After the Second World War, however, mass immigration and internal political-religious changes have caused major shifts within the Catholic community. French Canadian Catholicism has been in decline while English Canadian Catholicism has been on the ascendancy.
Murray Nicolson, a retired history professor, traces these trends and offers 12 essays in a ground-breaking study on the development of the English-speaking Catholic church in Canada.
This is not so much an academic as a popular work written for students as well as the general public who have an interest in the English-Canadian Catholic story. It is an accessible and captivating first venture to outline the parameters of a larger narrative that begins on the East Coast and expands westward and to the north.
Nicholson has a special interest in the Irish Catholic immigration and its influence on this country. Most chapters reflect this interest, especially in the five eastern provinces.
Beginning with the early French settlement in the Maritimes and Quebec, Nicholson traces the inter-relational dynamics of Church and state. His chapters on the growth of Catholicism in Protestant-dominated Upper Canada and the missionary expansion into Western Canada are enlightening.
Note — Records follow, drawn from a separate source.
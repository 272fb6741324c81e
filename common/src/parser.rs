//! APIレスポンスパーサー
//!
//! 解析サービスのレスポンスボディをRawResponseに変換する

use crate::error::{Error, Result};
use crate::types::RawResponse;
use serde_json::Value;

fn kind_of(value: &Value) -> &'static str {
    match value {
        Value::Null => "null",
        Value::Bool(_) => "boolean",
        Value::Number(_) => "number",
        Value::String(_) => "string",
        Value::Array(_) => "array",
        Value::Object(_) => "object",
    }
}

/// レスポンスボディをパース
///
/// # Returns
/// * `Ok(RawResponse)` - JSONオブジェクトとしてパース成功
/// * `Err(Error::Json)` - JSONとして不正
/// * `Err(Error::Parse)` - JSONだがオブジェクトではない
///
/// # Examples
/// ```
/// use analyzer_common::parse_raw_response;
///
/// let raw = parse_raw_response(r#"{"topic_classification": "Food Safety"}"#).unwrap();
/// assert_eq!(raw.len(), 1);
/// ```
pub fn parse_raw_response(body: &str) -> Result<RawResponse> {
    let value: Value = serde_json::from_str(body.trim())?;
    let kind = kind_of(&value);
    RawResponse::from_value(value)
        .ok_or_else(|| Error::Parse(format!("expected a JSON object, got {}", kind)))
}
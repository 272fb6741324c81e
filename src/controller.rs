//! リクエストのライフサイクル管理
//!
//! 状態遷移:
//! - Idle → Submitting（送信開始）
//! - Submitting → Succeeded / Failed（レスポンス到着時にどちらか一方）
//! - Succeeded / Failed → Submitting（再送信。前回の結果・エラーは破棄）
//! - Submitting → Failed（完了前に `submit` のfutureが破棄された場合）
//!
//! 結果とエラーは状態の中に保持するため、
//! 「成功結果とエラーが同時に存在する」状態は表現できない。

use crate::analyzer::AnalysisService;
use crate::error::{AnalyzerError, Result};
use analyzer_common::{normalize, AnalysisInput, NormalizedResult, RawResponse};
use std::sync::{Mutex, MutexGuard, PoisonError};
use tracing::{debug, info, warn};

#[derive(Debug, Clone, Copy, PartialEq, Eq)]
pub enum RequestPhase {
    Idle,
    Submitting,
    Succeeded,
    Failed,
}

impl std::fmt::Display for RequestPhase {
    fn fmt(&self, f: &mut std::fmt::Formatter<'_>) -> std::fmt::Result {
        match self {
            RequestPhase::Idle => write!(f, "idle"),
            RequestPhase::Submitting => write!(f, "submitting"),
            RequestPhase::Succeeded => write!(f, "succeeded"),
            RequestPhase::Failed => write!(f, "failed"),
        }
    }
}

#[derive(Debug)]
enum State {
    Idle,
    Submitting,
    Succeeded {
        raw: RawResponse,
        result: NormalizedResult,
    },
    Failed {
        message: String,
    },
}

impl State {
    fn phase(&self) -> RequestPhase {
        match self {
            State::Idle => RequestPhase::Idle,
            State::Submitting => RequestPhase::Submitting,
            State::Succeeded { .. } => RequestPhase::Succeeded,
            State::Failed { .. } => RequestPhase::Failed,
        }
    }
}

/// `submit` の結果
#[derive(Debug, Clone, Copy, PartialEq, Eq)]
pub enum SubmitOutcome {
    /// リクエストが終端状態に到達した
    Completed(RequestPhase),
    /// 送信中だったため何もしなかった
    Ignored,
}

/// 描画側に渡す現在の状態
#[derive(Debug, Clone, PartialEq)]
pub struct ControllerSnapshot {
    pub phase: RequestPhase,
    pub result: Option<NormalizedResult>,
    pub error_message: Option<String>,
}

pub struct RequestController<S> {
    service: S,
    state: Mutex<State>,
}

impl<S: AnalysisService> RequestController<S> {
    pub fn new(service: S) -> Self {
        Self {
            service,
            state: Mutex::new(State::Idle),
        }
    }

    pub fn service(&self) -> &S {
        &self.service
    }

    pub fn phase(&self) -> RequestPhase {
        self.lock().phase()
    }

    pub fn result(&self) -> Option<NormalizedResult> {
        match &*self.lock() {
            State::Succeeded { result, .. } => Some(result.clone()),
            _ => None,
        }
    }

    pub fn error_message(&self) -> Option<String> {
        match &*self.lock() {
            State::Failed { message } => Some(message.clone()),
            _ => None,
        }
    }

    /// 成功時に保持している生レスポンス
    pub fn raw_response(&self) -> Option<RawResponse> {
        match &*self.lock() {
            State::Succeeded { raw, .. } => Some(raw.clone()),
            _ => None,
        }
    }

    pub fn snapshot(&self) -> ControllerSnapshot {
        let state = self.lock();
        let (result, error_message) = match &*state {
            State::Succeeded { result, .. } => (Some(result.clone()), None),
            State::Failed { message } => (None, Some(message.clone())),
            _ => (None, None),
        };

        ControllerSnapshot {
            phase: state.phase(),
            result,
            error_message,
        }
    }

    /// 入力を送信し、終端状態まで待つ
    ///
    /// - 送信中の呼び出しは `Ok(SubmitOutcome::Ignored)`（キューもキャンセルもしない）
    /// - テキストも添付もない場合は `Err(AnalyzerError::Validation)`、状態は変わらない
    /// - 通信・デコードのエラーは `Err` ではなく `Failed` 状態として返る
    /// - 完了前にfutureを破棄すると `Failed`（キャンセル）になり、再送信できる
    pub async fn submit(&self, input: &AnalysisInput) -> Result<SubmitOutcome> {
        if !self.begin(input)? {
            return Ok(SubmitOutcome::Ignored);
        }

        let guard = InFlight::new(&self.state);
        let outcome = self.service.analyze(input).await;
        guard.disarm();
        Ok(SubmitOutcome::Completed(self.finish(outcome)))
    }

    fn begin(&self, input: &AnalysisInput) -> Result<bool> {
        let mut state = self.lock();

        if matches!(*state, State::Submitting) {
            debug!("送信中のため submit を無視");
            return Ok(false);
        }

        if !input.is_submittable() {
            warn!(phase = %state.phase(), "テキストも画像もないため送信を拒否");
            return Err(AnalyzerError::Validation(
                "テキストまたは画像ファイルを指定してください".into(),
            ));
        }

        *state = State::Submitting;
        info!(
            text_len = input.text.len(),
            has_file = input.attachment.is_some(),
            "解析を開始"
        );
        Ok(true)
    }

    fn finish(&self, outcome: Result<RawResponse>) -> RequestPhase {
        let next = match outcome {
            Ok(raw) => {
                let result = normalize(&raw);
                State::Succeeded { raw, result }
            }
            Err(e) => State::Failed {
                message: e.to_string(),
            },
        };

        let mut state = self.lock();
        *state = next;
        let phase = state.phase();
        match &*state {
            State::Failed { message } => warn!(error = %message, "解析に失敗"),
            _ => info!(%phase, "解析完了"),
        }
        phase
    }

    fn lock(&self) -> MutexGuard<'_, State> {
        lock_state(&self.state)
    }
}

fn lock_state(state: &Mutex<State>) -> MutexGuard<'_, State> {
    state.lock().unwrap_or_else(PoisonError::into_inner)
}

/// 送信中の `submit` が完了前に破棄された場合、Submitting のまま残さず Failed にする
struct InFlight<'a> {
    state: &'a Mutex<State>,
    armed: bool,
}

impl<'a> InFlight<'a> {
    fn new(state: &'a Mutex<State>) -> Self {
        Self { state, armed: true }
    }

    fn disarm(mut self) {
        self.armed = false;
    }
}

impl Drop for InFlight<'_> {
    fn drop(&mut self) {
        if !self.armed {
            return;
        }

        let mut state = lock_state(self.state);
        if matches!(*state, State::Submitting) {
            let message = AnalyzerError::Cancelled.to_string();
            warn!(error = %message, "送信中の submit が破棄された");
            *state = State::Failed { message };
        }
    }
}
He returns repeatedly to the theme of how the once despised Irish community has emerged to become a strong influence in the English-speaking Catholic constituency.
The mid-19th century potato famine in Ireland resulted in mass migrations to the new world. But the troubles of the immigrants did not end with their migrations here. Of the more than 90,000 Irish reaching the port of Quebec City in 1847, 5,000 perished in the crossing and 10,000 died of typhus upon arrival.
At that point, they dropped into the lower sectors of society and ended at the bottom of the pecking order where they were denigrated by other Catholics, as well as Protestants. Of particular interest is the emergence of Irish Catholicism in French Quebec.
Several chapters are devoted to the missionary outreach of the Church into Western Canada - from Manitoba to British Columbia. Developments in the Pacific province were, in many ways, quite different from what occurred on the Prairies. The heroic ventures of the Oblate and Grey Nun missionaries are alluded to but left unfinished.
It is a point worth making from this reviewer's vantage point in Alberta that the Catholic missionaries who served in many parts of Western Canada had perhaps more influence on the evolution of society here than was the case in the eastern sector of the nation.
While the French Catholic fact was present in the West from the beginning, and the French archdiocese of St. Boniface is the oldest - retaining a preeminent position since 1915 - other factors were at work making English-speaking Catholicism a necessary aspect of life from the outset of settlement in the later 19th century.
Western Catholic francophones seemed always to be more directly engaged with their anglophone confreres than was the case in the East.
While Catholic-Protestant rivalries existed in all sectors of the nation, practical realities often forced Westerners to be more amenable to ecumenical co-operation. English Protestant triumphalism seems to have been more pronounced in eastern than in most western regions.
Nicholson's study is a preliminary effort to trace the emergence of the English-speaking Catholic Church in Canada. This first volume covers only that period up to the end of the 19th century. Canadian life has changed considerably in the past 100 years. The author's assessment of the century just ended is much anticipated.
(Rev. Dr. Wayne Holst is an instructor in religion and culture at the University of Calgary.)